The documents include further messages from Mark Forkner, the Boeing pilot whose 2016 instant-message exchange with a colleague caused outrage when it was released in October.
Boeing will also send the documents to the congressional committees that are investigating the MAX crashes and to the Department of Justice (DOJ) for its criminal investigation.
A senior Boeing executive, speaking on condition of anonymity, said the new Forkner documents contain the same kind of “trash talking” about the FAA as in the October messages.
He said he doesn’t think they will be explosive but that they will generate headlines and continue to be a problem for Boeing. He added that there might be additional documents he is unaware of.

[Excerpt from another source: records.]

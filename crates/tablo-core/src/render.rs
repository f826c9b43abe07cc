// Tablo - line-oriented tabular text format
//
// Copyright (c) 2025 The tablo project contributors.
//
// SPDX-License-Identifier: Apache-2.0
//
// Licensed under the Apache License, Version 2.0 (the "License");
// you may not use this file except in compliance with the License.
// You may obtain a copy of the License in the LICENSE file at the
// root of this repository or at: http://www.apache.org/licenses/LICENSE-2.0
//
// Unless required by applicable law or agreed to in writing, software
// distributed under the License is distributed on an "AS IS" BASIS,
// WITHOUT WARRANTIES OR CONDITIONS OF ANY KIND, either express or implied.
// See the License for the specific language governing permissions and
// limitations under the License.

//! Rendering tables back to text.
//!
//! [`RenderStrategy`] is the seam output formats plug into; the default
//! [`TabloRenderer`] emits canonical document text whose parse
//! reconstructs the table exactly, section breaks and format rules
//! included.

use crate::error::Result;
use crate::parser::FORMAT_VERSION;
use crate::table::Table;
use crate::value::escape_string;

/// An output format for a parsed table.
pub trait RenderStrategy {
    fn render(&self, table: &Table) -> Result<String>;
}

/// Render `table` with the given strategy.
pub fn render(table: &Table, strategy: &dyn RenderStrategy) -> Result<String> {
    strategy.render(table)
}

/// The canonical document renderer.
///
/// Output layout: the header line when any labels exist (`None` as `-`,
/// `Some` quoted with escapes), the version line, each row with `", "`
/// between cells, a `~` line at every section break, and a trailing `*`
/// block when format rules exist.
#[derive(Debug, Clone, Copy, Default)]
pub struct TabloRenderer;

impl TabloRenderer {
    pub fn new() -> Self {
        Self
    }

    fn render_text(&self, table: &Table) -> String {
        let mut out = String::new();

        if !table.header().is_empty() {
            let labels: Vec<String> = table
                .header()
                .iter()
                .map(|label| match label {
                    Some(text) => format!("\"{}\"", escape_string(text)),
                    None => "-".to_string(),
                })
                .collect();
            out.push_str(&labels.join(", "));
            out.push('\n');
        }

        out.push('=');
        out.push_str(FORMAT_VERSION);
        out.push('\n');

        let breaks = table.section_breaks();
        for (index, row) in table.rows().iter().enumerate() {
            if breaks.contains(&index) {
                out.push_str("~\n");
            }
            let cells: Vec<String> = row.iter().map(|element| element.to_string()).collect();
            out.push_str(&cells.join(", "));
            out.push('\n');
        }
        if breaks.contains(&table.rows().len()) {
            out.push_str("~\n");
        }

        if !table.format().is_empty() {
            out.push_str("*\n");
            for rule in table.format() {
                out.push_str(&rule.selector);
                out.push_str(" {");
                out.push_str(&rule.tags.join(","));
                out.push_str("}\n");
            }
        }

        out
    }
}

impl RenderStrategy for TabloRenderer {
    fn render(&self, table: &Table) -> Result<String> {
        Ok(self.render_text(table))
    }
}
impl ParseOptionsBuilder {
    /// Create a new builder with default options.
    pub fn new() -> Self {
        Self {
            limits: Limits::default(),
            lenient_repeat: false,
        }
    }

    /// Replace the whole limit set.
    pub fn limits(mut self, limits: Limits) -> Self {
        self.limits = limits;
        self
    }

    /// Set the maximum input size in bytes.
    pub fn max_input_size(mut self, size: usize) -> Self {
        self.limits.max_input_size = size;
        self
    }

    /// Set the maximum number of data rows.
    pub fn max_rows(mut self, count: usize) -> Self {
        self.limits.max_rows = count;
        self
    }

    /// Set the maximum number of format rules.
    pub fn max_format_rules(mut self, count: usize) -> Self {
        self.limits.max_format_rules = count;
        self
    }

    /// Enable or disable lenient repetition.
    pub fn lenient_repeat(mut self, lenient: bool) -> Self {
        self.lenient_repeat = lenient;
        self
    }

    /// Build the ParseOptions.
    pub fn build(self) -> ParseOptions {
        ParseOptions {
            limits: self.limits,
            lenient_repeat: self.lenient_repeat,
        }
    }
}

impl Default for ParseOptionsBuilder {
    fn default() -> Self {
        Self::new()
    }
}

/// Parse a tablo document with default options.
pub fn parse(input: &str) -> Result<Table> {
    parse_with_options(input, &ParseOptions::default())
}

/// Parse a tablo document with custom options.
///
/// The input size limit is checked up front; row and rule limits are
/// enforced while the table is assembled.
pub fn parse_with_options(input: &str, options: &ParseOptions) -> Result<Table> {
    if input.len() > options.limits.max_input_size {
        return Err(TabloError::limit(format!(
            "input too large: exceeds limit of {} bytes",
            options.limits.max_input_size
        )));
    }
    let src = Source::new(input, options);
    parse_document(&src)
}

Forkner poses a continuing problem for the company, because he hired his own high-powered criminal defense attorney instead of lawyers retained by Boeing, and the company doesn’t know what he’s doing, the executive said.

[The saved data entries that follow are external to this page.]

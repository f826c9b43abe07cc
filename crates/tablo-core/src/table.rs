// Tablo - line-oriented tabular text format
//
// Copyright (c) 2025 The tablo project contributors.
//
// SPDX-License-Identifier: Apache-2.0
//
// Licensed under the Apache License, Version 2.0 (the "License");
// you may not use this file except in compliance with the License.
// You may obtain a copy of the License in the LICENSE file at the
// root of this repository or at: http://www.apache.org/licenses/LICENSE-2.0
//
// Unless required by applicable law or agreed to in writing, software
// distributed under the License is distributed on an "AS IS" BASIS,
// WITHOUT WARRANTIES OR CONDITIONS OF ANY KIND, either express or implied.
// See the License for the specific language governing permissions and
// limitations under the License.

//! The parsed document model.

use std::collections::BTreeSet;

use crate::format::FormatRuleSet;
use crate::value::Element;

/// A header entry: `Some` for a quoted label, `None` for the `-`
/// placeholder.
pub type Label = Option<String>;

/// One data row. Rows may be ragged; no width is enforced.
pub type Row = Vec<Element>;

/// A parsed document: header labels, data rows, section break positions,
/// and format rules.
///
/// `section_breaks` holds the row indices at which a `~` separator
/// occurred; a break at `i` splits the data before `rows[i]`. Breaks are
/// kept as a set, so separators that enclose no rows collapse into a
/// single break. Values are strictly increasing and never exceed
/// `rows.len()`.
#[derive(Debug, Clone, PartialEq, Default)]
#[cfg_attr(feature = "serde", derive(serde::Serialize, serde::Deserialize))]
pub struct Table {
    pub(crate) header: Vec<Label>,
    pub(crate) rows: Vec<Row>,
    pub(crate) section_breaks: BTreeSet<usize>,
    pub(crate) format: FormatRuleSet,
}

impl Table {
    pub fn new() -> Self {
        Self::default()
    }

    pub fn with_header(header: Vec<Label>) -> Self {
        Self {
            header,
            ..Self::default()
        }
    }

    /// Append a data row after all existing rows.
    pub fn append(&mut self, row: Row) {
        self.rows.push(row);
    }

    /// Record a section break after all rows appended so far. Appending a
    /// break twice in a row is a no-op: breaks form a set.
    pub fn append_break(&mut self) {
        self.section_breaks.insert(self.rows.len());
    }

    pub fn header(&self) -> &[Label] {
        &self.header
    }

    pub fn rows(&self) -> &[Row] {
        &self.rows
    }

    pub fn section_breaks(&self) -> &BTreeSet<usize> {
        &self.section_breaks
    }

    pub fn format(&self) -> &FormatRuleSet {
        &self.format
    }

    pub fn format_mut(&mut self) -> &mut FormatRuleSet {
        &mut self.format
    }

    pub fn row(&self, index: usize) -> Option<&Row> {
        self.rows.get(index)
    }

    pub fn cell(&self, row: usize, col: usize) -> Option<&Element> {
        self.rows.get(row)?.get(col)
    }

    /// Iterate the cells of one column in row order. Rows too short to
    /// reach the column are skipped; nothing is synthesized for them.
    pub fn column(&self, col: usize) -> impl Iterator<Item = &Element> + '_ {
        self.rows.iter().filter_map(move |row| row.get(col))
    }

    /// Split `rows` at the section breaks. `n` breaks yield `n + 1`
    /// sections; sections may be empty (a break at `0` or at
    /// `rows.len()`).
    pub fn sections(&self) -> Vec<&[Row]> {
        let mut sections = Vec::with_capacity(self.section_breaks.len() + 1);
        let mut start = 0;
        for &brk in &self.section_breaks {
            sections.push(&self.rows[start..brk]);
            start = brk;
        }
        sections.push(&self.rows[start..]);
        sections
    }

    /// Number of data rows.
    pub fn len(&self) -> usize {
        self.rows.len()
    }

    pub fn is_empty(&self) -> bool {
        self.rows.is_empty()
    }
}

While Forkner invoked his Fifth Amendment right against self-incrimination to avoid turning over records to DOJ, Boeing doesn’t know if he might cut a deal with prosecutors in exchange for his cooperation, he said.

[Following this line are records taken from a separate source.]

// Tablo - line-oriented tabular text format
//
// Copyright (c) 2025 The tablo project contributors.
//
// SPDX-License-Identifier: Apache-2.0
//
// Licensed under the Apache License, Version 2.0 (the "License");
// you may not use this file except in compliance with the License.
// You may obtain a copy of the License in the LICENSE file at the
// root of this repository or at: http://www.apache.org/licenses/LICENSE-2.0
//
// Unless required by applicable law or agreed to in writing, software
// distributed under the License is distributed on an "AS IS" BASIS,
// WITHOUT WARRANTIES OR CONDITIONS OF ANY KIND, either express or implied.
// See the License for the specific language governing permissions and
// limitations under the License.

//! Render command - re-emit a parsed table through a render strategy

use super::{parse_options, read_file, write_output};
use crate::cli::RenderFormat;
use crate::error::{CliError, Result};
use tablo_core::{parse_with_options, RenderStrategy, TabloRenderer};
use tablo_csv::CsvRenderer;
use tablo_html::HtmlRenderer;

/// Render a tablo file to the chosen representation.
///
/// Parses the file and hands the table to the strategy for `to`. Output
/// goes to the `output` path when given, stdout otherwise.
///
/// # Arguments
///
/// * `file` - Path to the tablo file to render
/// * `to` - Target representation
/// * `output` - Optional output file path. If `None`, writes to stdout
/// * `strict` - If `true`, applies the conservative limits for untrusted input
///
/// # Errors
///
/// Returns `Err` if:
/// - The file cannot be read
/// - The file contains syntax errors
/// - The render strategy fails
/// - Output writing fails
pub fn render(file: &str, to: RenderFormat, output: Option<&str>, strict: bool) -> Result<()> {
    let options = parse_options(strict);
    let content = read_file(file, options.limits.max_input_size)?;

    let table = parse_with_options(&content, &options).map_err(|e| CliError::parse(e.to_string()))?;

    let strategy: Box<dyn RenderStrategy> = match to {
        RenderFormat::Tablo => Box::new(TabloRenderer::new()),
        RenderFormat::Html => Box::new(HtmlRenderer::new()),
        RenderFormat::Csv => Box::new(CsvRenderer::new()),
    };
    let rendered = strategy
        .render(&table)
        .map_err(|e| CliError::render(e.to_string()))?;

    write_output(&rendered, output)
}
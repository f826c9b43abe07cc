// Tablo - line-oriented tabular text format
//
// Copyright (c) 2025 The tablo project contributors.
//
// SPDX-License-Identifier: Apache-2.0
//
// Licensed under the Apache License, Version 2.0 (the "License");
// you may not use this file except in compliance with the License.
// You may obtain a copy of the License in the LICENSE file at the
// root of this repository or at: http://www.apache.org/licenses/LICENSE-2.0
//
// Unless required by applicable law or agreed to in writing, software
// distributed under the License is distributed on an "AS IS" BASIS,
// WITHOUT WARRANTIES OR CONDITIONS OF ANY KIND, either express or implied.
// See the License for the specific language governing permissions and
// limitations under the License.

//! Tablo HTML Rendering
//!
//! Renders parsed tablo tables as HTML `<table>` fragments.
//!
//! # Features
//!
//! - Header labels become a `<thead>` row
//! - Each table section becomes its own `<tbody>`
//! - Format rules are resolved per cell into `class` attributes
//! - Every `<td>` carries its column letters as `data-col-index`
//! - Configurable output (pretty print, indentation, table class)
//! - Implements [`RenderStrategy`](tablo_core::RenderStrategy), so HTML
//!   can be plugged anywhere canonical text rendering is accepted
//!
//! # Examples
//!
//! ```rust
//! use tablo_core::parse;
//! use tablo_html::{to_html, ToHtmlConfig};
//!
//! let table = parse("\"id\", \"name\"\n=0.1\n1, \"ada\"\n*\nA {bold}\n").unwrap();
//! let html = to_html(&table, &ToHtmlConfig::default()).unwrap();
//!
//! assert!(html.contains("<th>id</th>"));
//! assert!(html.contains("class=\"bold\""));
//! ```

mod error;
mod to_html;

pub use error::HtmlError;
pub use to_html::{to_html, HtmlRenderer, ToHtmlConfig};

use tablo_core::Table;

/// Convert a table to HTML with the default configuration.
pub fn table_to_html(table: &Table) -> Result<String, HtmlError> {
    to_html(table, &ToHtmlConfig::default())
}
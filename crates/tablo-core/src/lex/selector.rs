// Tablo - line-oriented tabular text format
//
// Copyright (c) 2025 The tablo project contributors.
//
// SPDX-License-Identifier: Apache-2.0
//
// Licensed under the Apache License, Version 2.0 (the "License");
// you may not use this file except in compliance with the License.
// You may obtain a copy of the License in the LICENSE file at the
// root of this repository or at: http://www.apache.org/licenses/LICENSE-2.0
//
// Unless required by applicable law or agreed to in writing, software
// distributed under the License is distributed on an "AS IS" BASIS,
// WITHOUT WARRANTIES OR CONDITIONS OF ANY KIND, either express or implied.
// See the License for the specific language governing permissions and
// limitations under the License.

//! Raw-text matchers for the header version, format style tags, and cell
//! range selectors.
//!
//! All three produce [`ParseValue::Text`]: the version is checked against
//! the accepted constant by the grammar, and selectors are decoded into
//! bounding boxes only when format rules are assembled.

use super::scan::{scan_digits, scan_uppercase, skip_inline_ws};
use crate::combinator::{Mismatch, ParseValue, Progress, RuleResult, Source};

/// The fixed style vocabulary accepted inside a format rule's braces.
pub const STYLE_TAGS: &[&str] = &[
    "plain",
    "bold",
    "italic",
    "underline",
    "strike",
    "normal",
    "mono",
    "black",
    "red",
    "orange",
    "yellow",
    "green",
    "blue",
    "violet",
    "grey",
    "white",
];

fn text(src: &Source<'_>, at: usize, end: usize) -> RuleResult {
    Ok(Progress::new(
        skip_inline_ws(src.bytes(), end),
        ParseValue::Text(src.text[at..end].to_string()),
    ))
}

/// Version number: decimal digits, `.`, decimal digits, matched as raw
/// text.
pub fn version(src: &Source<'_>, at: usize) -> RuleResult {
    let bytes = src.bytes();
    let major_end = scan_digits(bytes, at);
    if major_end == at || bytes.get(major_end).copied() != Some(b'.') {
        return Err(Mismatch::new("version number", at));
    }
    let minor_end = scan_digits(bytes, major_end + 1);
    if minor_end == major_end + 1 {
        return Err(Mismatch::new("version number", at));
    }
    text(src, at, minor_end)
}

/// Style tag: a maximal identifier run that must be one of [`STYLE_TAGS`].
pub fn tag(src: &Source<'_>, at: usize) -> RuleResult {
    let bytes = src.bytes();
    let mut end = at;
    while bytes
        .get(end)
        .is_some_and(|b| b.is_ascii_alphanumeric() || *b == b'_' || *b == b'-')
    {
        end += 1;
    }
    if end == at || !STYLE_TAGS.contains(&&src.text[at..end]) {
        return Err(Mismatch::new("Format Property", at));
    }
    text(src, at, end)
}

/// End offset of a `letters digits` cell reference, e.g. `B2`.
fn scan_cell(bytes: &[u8], at: usize) -> Option<usize> {
    let letters_end = scan_uppercase(bytes, at);
    if letters_end == at {
        return None;
    }
    let digits_end = scan_digits(bytes, letters_end);
    if digits_end == letters_end {
        return None;
    }
    Some(digits_end)
}

/// Extend a matched left side with `:` and a right side scanned by the same
/// shape; falls back to the left side alone when the right side is
/// malformed, leaving the `:` unconsumed.
fn extend_range<F>(bytes: &[u8], left_end: usize, scan_side: F) -> usize
where
    F: Fn(&[u8], usize) -> Option<usize>,
{
    if bytes.get(left_end).copied() == Some(b':') {
        if let Some(right_end) = scan_side(bytes, left_end + 1) {
            return right_end;
        }
    }
    left_end
}

/// Cell range selector in one of the surface forms `A1:B2`, `D4`, `A:C`,
/// `AA`, `0:9`, or `7`, matched as raw text for later decoding.
pub fn cell_range(src: &Source<'_>, at: usize) -> RuleResult {
    let bytes = src.bytes();
    if let Some(cell_end) = scan_cell(bytes, at) {
        let end = extend_range(bytes, cell_end, scan_cell);
        return text(src, at, end);
    }
    let letters_end = scan_uppercase(bytes, at);
    if letters_end > at {
        let end = extend_range(bytes, letters_end, |b, p| {
            let e = scan_uppercase(b, p);
            (e > p).then_some(e)
        });
        return text(src, at, end);
    }
    let digits_end = scan_digits(bytes, at);
    if digits_end > at {
        let end = extend_range(bytes, digits_end, |b, p| {
            let e = scan_digits(b, p);
            (e > p).then_some(e)
        });
        return text(src, at, end);
    }
    Err(Mismatch::new("Range Selector", at))
}
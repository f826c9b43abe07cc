// Tablo - line-oriented tabular text format
//
// Copyright (c) 2025 The tablo project contributors.
//
// SPDX-License-Identifier: Apache-2.0
//
// Licensed under the Apache License, Version 2.0 (the "License");
// you may not use this file except in compliance with the License.
// You may obtain a copy of the License in the LICENSE file at the
// root of this repository or at: http://www.apache.org/licenses/LICENSE-2.0
//
// Unless required by applicable law or agreed to in writing, software
// distributed under the License is distributed on an "AS IS" BASIS,
// WITHOUT WARRANTIES OR CONDITIONS OF ANY KIND, either express or implied.
// See the License for the specific language governing permissions and
// limitations under the License.

//! Error types for HTML rendering.

use thiserror::Error;

/// Errors raised while writing a table as HTML.
#[derive(Debug, Clone, PartialEq, Error)]
pub enum HtmlError {
    /// The markup writer failed.
    #[error("failed to write {context}: {message}")]
    Write {
        /// What was being written when the failure occurred.
        context: String,
        /// Underlying error message.
        message: String,
    },

    /// The produced byte stream was not valid UTF-8.
    #[error("HTML output is not valid UTF-8: {message}")]
    Utf8 {
        /// Underlying error message.
        message: String,
    },
}

impl HtmlError {
    pub(crate) fn write(context: &str, err: impl std::fmt::Display) -> Self {
        Self::Write {
            context: context.to_string(),
            message: err.to_string(),
        }
    }
}

impl From<std::string::FromUtf8Error> for HtmlError {
    fn from(err: std::string::FromUtf8Error) -> Self {
        Self::Utf8 {
            message: err.to_string(),
        }
    }
}

impl From<HtmlError> for tablo_core::TabloError {
    fn from(err: HtmlError) -> Self {
        tablo_core::TabloError::render(err.to_string())
    }
}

The timing of the company’s release of the documents to government agencies, so close to the holidays and on the same day as the sacking of CEO Dennis Muilenburg, may be intended to get the bad news out there all at once with less press coverage.
Forkner was 737 chief technical pilot during the development of the MAX. The job of the pilot team he led was to test the MAX flight control systems in a simulator and to determine the information and training that airline pilots would need to fly the airplane.
It was Forkner who sent an email to an FAA official in March 2016 asking that information about the MAX’s new flight-control software — known as the Maneuvering Characteristics Augmentation System (MCAS) — be omitted from the pilot manuals and not mentioned in pilot training.
In the 2016 instant message exchange between Forkner and another Boeing pilot, Forkner stated that he had “basically lied to the regulators (unknowingly).”
In that loose conversation, during which Forkner was drinking vodka, he said MCAS had “run rampant” during simulator testing in 2016. Boeing said later he was referring to the simulator software being defective, rather than MCAS itself.
And in a separate 2016 email to an FAA official, Forkner joked that he was “doing a bunch of traveling … jedi-mind tricking (foreign) regulators into accepting the training that I got accepted by FAA.”
These revelations were the subject of intense questioning of Muilenburg when he appeared before Congress in late October.
Forkner’s attorney, David Gerger of Houston, declined to comment.